It’s a simple board with a scuffed and cracked top.
The cards feel brittle and are yellowed with age.
The pawns are faded (and 1/4 are missing) but the wood is solid.
It sits on the shelf, unused most days, but on rare occasions gets pulled out for careful game time.
The board games have been out often during this pandemic. They are played and played again. There’s endless replay value in their electricity-free dice.
Most of the games are shiny and newish looking with their plastic pieces and laminated cards. They get rolled and shuffled and sometimes lost and bent.
For almost every bit and piece and person in the home this quarantine and safer-at-home is a new experience. It’s tiring and feels unending, but we still have never had to do this before.
Except for Sorry.
Known as “Polio Sorry” by the relative who passed it on, it has already been through an epidemic. It has already weathered a quarantine time without playing with friends, without swimming, and with lots of stay-at-home board games with siblings.

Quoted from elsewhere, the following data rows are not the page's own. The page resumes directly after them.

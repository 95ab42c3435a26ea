use std::{sync::Arc, time::Duration};
use tokio::sync::Mutex;

use indicatif::ProgressBar;

pub mod util {
    use dialoguer::{theme::ColorfulTheme, Confirm};
    use std::io;

    fn theme() -> ColorfulTheme {
        ColorfulTheme::default()
    }

    pub fn ask_yes_no(prompt: &str, default: bool) -> io::Result<bool> {
        Confirm::with_theme(&theme())
            .with_prompt(prompt)
            .default(default)
            .interact()
    }
}

/// `[Y/n]` prompt; answering with just Enter means yes.
pub fn confirm(prompt: &str) -> anyhow::Result<bool> {
    Ok(util::ask_yes_no(prompt, true)?)
}

pub trait SpinnerExt {
    fn with_ticking(self) -> Arc<Mutex<Self>>;
}

impl SpinnerExt for ProgressBar {
    fn with_ticking(self) -> Arc<Mutex<Self>> {
        let mutex_spinner = Arc::new(Mutex::new(self));
        let spinner = mutex_spinner.clone();
        tokio::spawn(async move {
            loop {
                tokio::time::sleep(Duration::from_millis(50)).await;
                let spinner = spinner.lock().await;
                if spinner.is_finished() {
                    break;
                }
                spinner.tick();
            }
        });
        mutex_spinner
    }
}
use accprob_core::action;

use super::{GlobalArgs, SubcmdResult};

#[derive(Debug, clap::Args)]
pub struct Args {}

pub fn exec(_args: &Args, global_args: &GlobalArgs) -> SubcmdResult {
    let contest = action::find_contest(global_args.base_dir())?;
    println!("{}", contest.dir().canonicalize()?.to_string_lossy());
    Ok(())
}
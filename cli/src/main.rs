mod cmd;
mod util;

use std::io::Write as _;

use accprob_core::style::ColorTheme as _;
use clap::Parser;
use cmd::GlobalArgs;
use colored::Colorize as _;

fn init_logger() {
    env_logger::Builder::from_env(env_logger::Env::default().default_filter_or("info"))
        .format(|buf, record| {
            let level = record.level();
            writeln!(
                buf,
                "[{}] {}",
                level.to_string().color(level.color()),
                record.args()
            )
        })
        .init();
}

#[tokio::main]
async fn main() {
    init_logger();
    let app = GlobalArgs::parse();
    app.exec_subcmd().await.unwrap_or_else(|e| {
        eprintln!("Error: {:?}", e);
        std::process::exit(1);
    });
}
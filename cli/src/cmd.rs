pub mod init;
pub mod root;
pub mod test;

use std::path::PathBuf;

use crate::util;

#[derive(Debug, clap::Parser)]
#[command(author, version, about, long_about = None)]
pub struct GlobalArgs {
    #[command(subcommand)]
    pub subcmd: Subcommand,

    /// Run as if started in this directory
    #[arg(short = 'C', long, global = true)]
    pub directory: Option<PathBuf>,
}

#[derive(Debug, clap::Subcommand)]
pub enum Subcommand {
    Init(init::Args),
    Root(root::Args),

    #[command(alias("t"))]
    Test(test::Args),
}

pub type SubcmdResult = anyhow::Result<()>;

impl GlobalArgs {
    pub async fn exec_subcmd(&self) -> SubcmdResult {
        use Subcommand::*;
        match &self.subcmd {
            Init(args) => init::exec(args, self),
            Root(args) => root::exec(args, self),
            Test(args) => test::exec(args, self).await,
        }
    }

    pub fn base_dir(&self) -> PathBuf {
        self.directory.clone().unwrap_or_else(util::current_dir)
    }
}
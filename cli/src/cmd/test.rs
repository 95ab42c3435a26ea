use std::num::NonZeroUsize;

use accprob_core::{
    action::{self, TestOptions},
    config::{secs_to_duration, Config},
    testing::SolutionCommand,
};

use super::{GlobalArgs, SubcmdResult};

#[derive(Debug, clap::Args)]
pub struct Args {
    /// Problem order (e.g. `01`) or (part of) problem ID (e.g. `abc254_d`).
    /// Omit it inside a problem dir.
    #[arg()] // positional argument
    pub problem: Option<String>,

    #[arg(short = 'y', long = "yes", visible_alias = "skip-confirm")]
    pub skip_confirm: bool,

    /// Show input, expected and actual output of every testcase
    #[arg(long)]
    pub show_detail: bool,

    /// Solution command, e.g. "python main.py" (overrides `test.command`)
    #[arg(short = 'c', long, value_name = "COMMAND")]
    pub bind_commands: Option<String>,

    #[arg(short = 't', long, value_name = "SECS")]
    pub time_limit: Option<f64>,

    #[arg(long, value_name = "SECS")]
    pub hard_timeout: Option<f64>,

    #[arg(short = 'j', long)]
    pub jobs: Option<NonZeroUsize>,

    #[arg(long)]
    pub fail_fast: bool,

    #[arg(long)]
    pub json: bool,
}

pub async fn exec(args: &Args, global_args: &GlobalArgs) -> SubcmdResult {
    let base_dir = global_args.base_dir();
    let cfg = Config::from_file_finding_in_ancestors(&base_dir)?;
    let test_cfg = &cfg.test;

    let problem_dir =
        action::resolve_problem_dir(&base_dir, args.problem.as_deref(), test_cfg)?;
    log::debug!("Problem dir: {}", problem_dir.dir().to_string_lossy());

    let command = match &args.bind_commands {
        Some(s) => SolutionCommand::parse(s)?,
        None => test_cfg.solution_command()?,
    };

    let mut limits = test_cfg.limits()?;
    if let Some(secs) = args.time_limit {
        limits.time_limit = secs_to_duration(secs)?;
    }
    if let Some(secs) = args.hard_timeout {
        limits.hard_timeout = secs_to_duration(secs)?;
    }

    let opts = TestOptions {
        skip_confirm: args.skip_confirm,
        show_detail: args.show_detail,
        fail_fast: args.fail_fast || test_cfg.fail_fast,
        json: args.json,
        jobs: args.jobs.unwrap_or(test_cfg.jobs),
    };

    let _ = action::do_test(&problem_dir, command, test_cfg, limits, &opts).await?;
    Ok(())
}
use std::{num::NonZeroUsize, sync::Arc};

use tokio::{sync::Semaphore, task::JoinSet};

use super::{error::*, runner::*, testcase::*, verdict::JudgeOutcome};

#[derive(Debug)]
pub struct JudgedTestcase {
    pub testcase: FsTestcase,
    pub result: Result<JudgeOutcome>,
}

impl JudgedTestcase {
    pub fn name(&self) -> &str {
        self.testcase.name()
    }
}

/// Single-pass sequence of judged testcases of one problem.
///
/// The directory is enumerated once in [`BatchJudge::new`]; build a new
/// `BatchJudge` to judge the testcases again.
#[derive(Debug)]
pub struct BatchJudge<'r> {
    runner: &'r JudgeRunner,
    limits: JudgeLimits,
    pending: std::vec::IntoIter<FsTestcase>,
}

impl<'r> BatchJudge<'r> {
    pub fn new(runner: &'r JudgeRunner, layout: &TestcaseLayout, limits: JudgeLimits) -> Result<Self> {
        let testcases = layout.enumerate()?;
        Ok(Self::from_testcases(runner, testcases, limits))
    }

    pub fn from_testcases(
        runner: &'r JudgeRunner,
        testcases: Vec<FsTestcase>,
        limits: JudgeLimits,
    ) -> Self {
        Self {
            runner,
            limits,
            pending: testcases.into_iter(),
        }
    }

    /// Testcases not judged yet, in judging order.
    pub fn remaining(&self) -> &[FsTestcase] {
        self.pending.as_slice()
    }

    /// Judge the next testcase.
    ///
    /// A spawn failure is yielded once and ends the sequence, since no
    /// remaining testcase could be judged either.
    pub async fn next(&mut self) -> Option<JudgedTestcase> {
        let testcase = self.pending.next()?;
        let result = judge_one(self.runner, &testcase, &self.limits).await;
        if matches!(&result, Err(e) if e.is_fatal_for_batch()) {
            self.pending = Vec::new().into_iter();
        }
        Some(JudgedTestcase { testcase, result })
    }

    /// Judge all remaining testcases with up to `jobs` processes at a time.
    ///
    /// Each testcase still gets its own process and timers. Results are in
    /// enumeration order regardless of completion order. A spawn failure
    /// aborts the whole batch.
    pub async fn judge_all(mut self, jobs: NonZeroUsize) -> Result<Vec<JudgedTestcase>> {
        let mut results = Vec::with_capacity(self.pending.len());

        if jobs.get() == 1 {
            while let Some(judged) = self.next().await {
                if let Err(e) = &judged.result {
                    if e.is_fatal_for_batch() {
                        return judged.result.map(|_| Vec::new());
                    }
                }
                results.push(judged);
            }
            return Ok(results);
        }

        let semaphore = Arc::new(Semaphore::new(jobs.get()));
        let mut tasks = JoinSet::new();
        for (idx, testcase) in self.pending.by_ref().enumerate() {
            let runner = self.runner.clone();
            let limits = self.limits;
            let semaphore = semaphore.clone();
            tasks.spawn(async move {
                let _permit = semaphore.acquire_owned().await;
                let result = judge_one(&runner, &testcase, &limits).await;
                (idx, JudgedTestcase { testcase, result })
            });
        }

        let mut indexed = Vec::with_capacity(tasks.len());
        while let Some(joined) = tasks.join_next().await {
            let (idx, judged) = match joined {
                Ok(x) => x,
                Err(e) if e.is_cancelled() => continue,
                Err(e) => std::panic::resume_unwind(e.into_panic()),
            };
            if let Err(e) = &judged.result {
                if e.is_fatal_for_batch() {
                    tasks.abort_all();
                    while tasks.join_next().await.is_some() {}
                    return judged.result.map(|_| Vec::new());
                }
            }
            indexed.push((idx, judged));
        }
        indexed.sort_by_key(|(idx, _)| *idx);
        results.extend(indexed.into_iter().map(|(_, judged)| judged));
        Ok(results)
    }
}

async fn judge_one(
    runner: &JudgeRunner,
    testcase: &FsTestcase,
    limits: &JudgeLimits,
) -> Result<JudgeOutcome> {
    if !testcase.expected_path().is_file() {
        return Err(JudgeError::MissingCounterpart {
            name: testcase.name().to_owned(),
            path: testcase.expected_path().to_owned(),
        });
    }
    log::debug!("Judging testcase {}", testcase.name());
    runner
        .run(testcase.input_path(), testcase.expected_path(), limits)
        .await
}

We usually play with our new version that’s more durable for little hands (though why it has only three pawns per player instead of four I do not understand). But the old one, scuffed and brittle and faded, is a reminder that this is a passing season of life.
Nothing truly makes the day to day business of washing masks and missing canceled activities easier. But previous generations of children have lived through quarantines and safer-at-homes.
It takes “we’re in this together” to another level.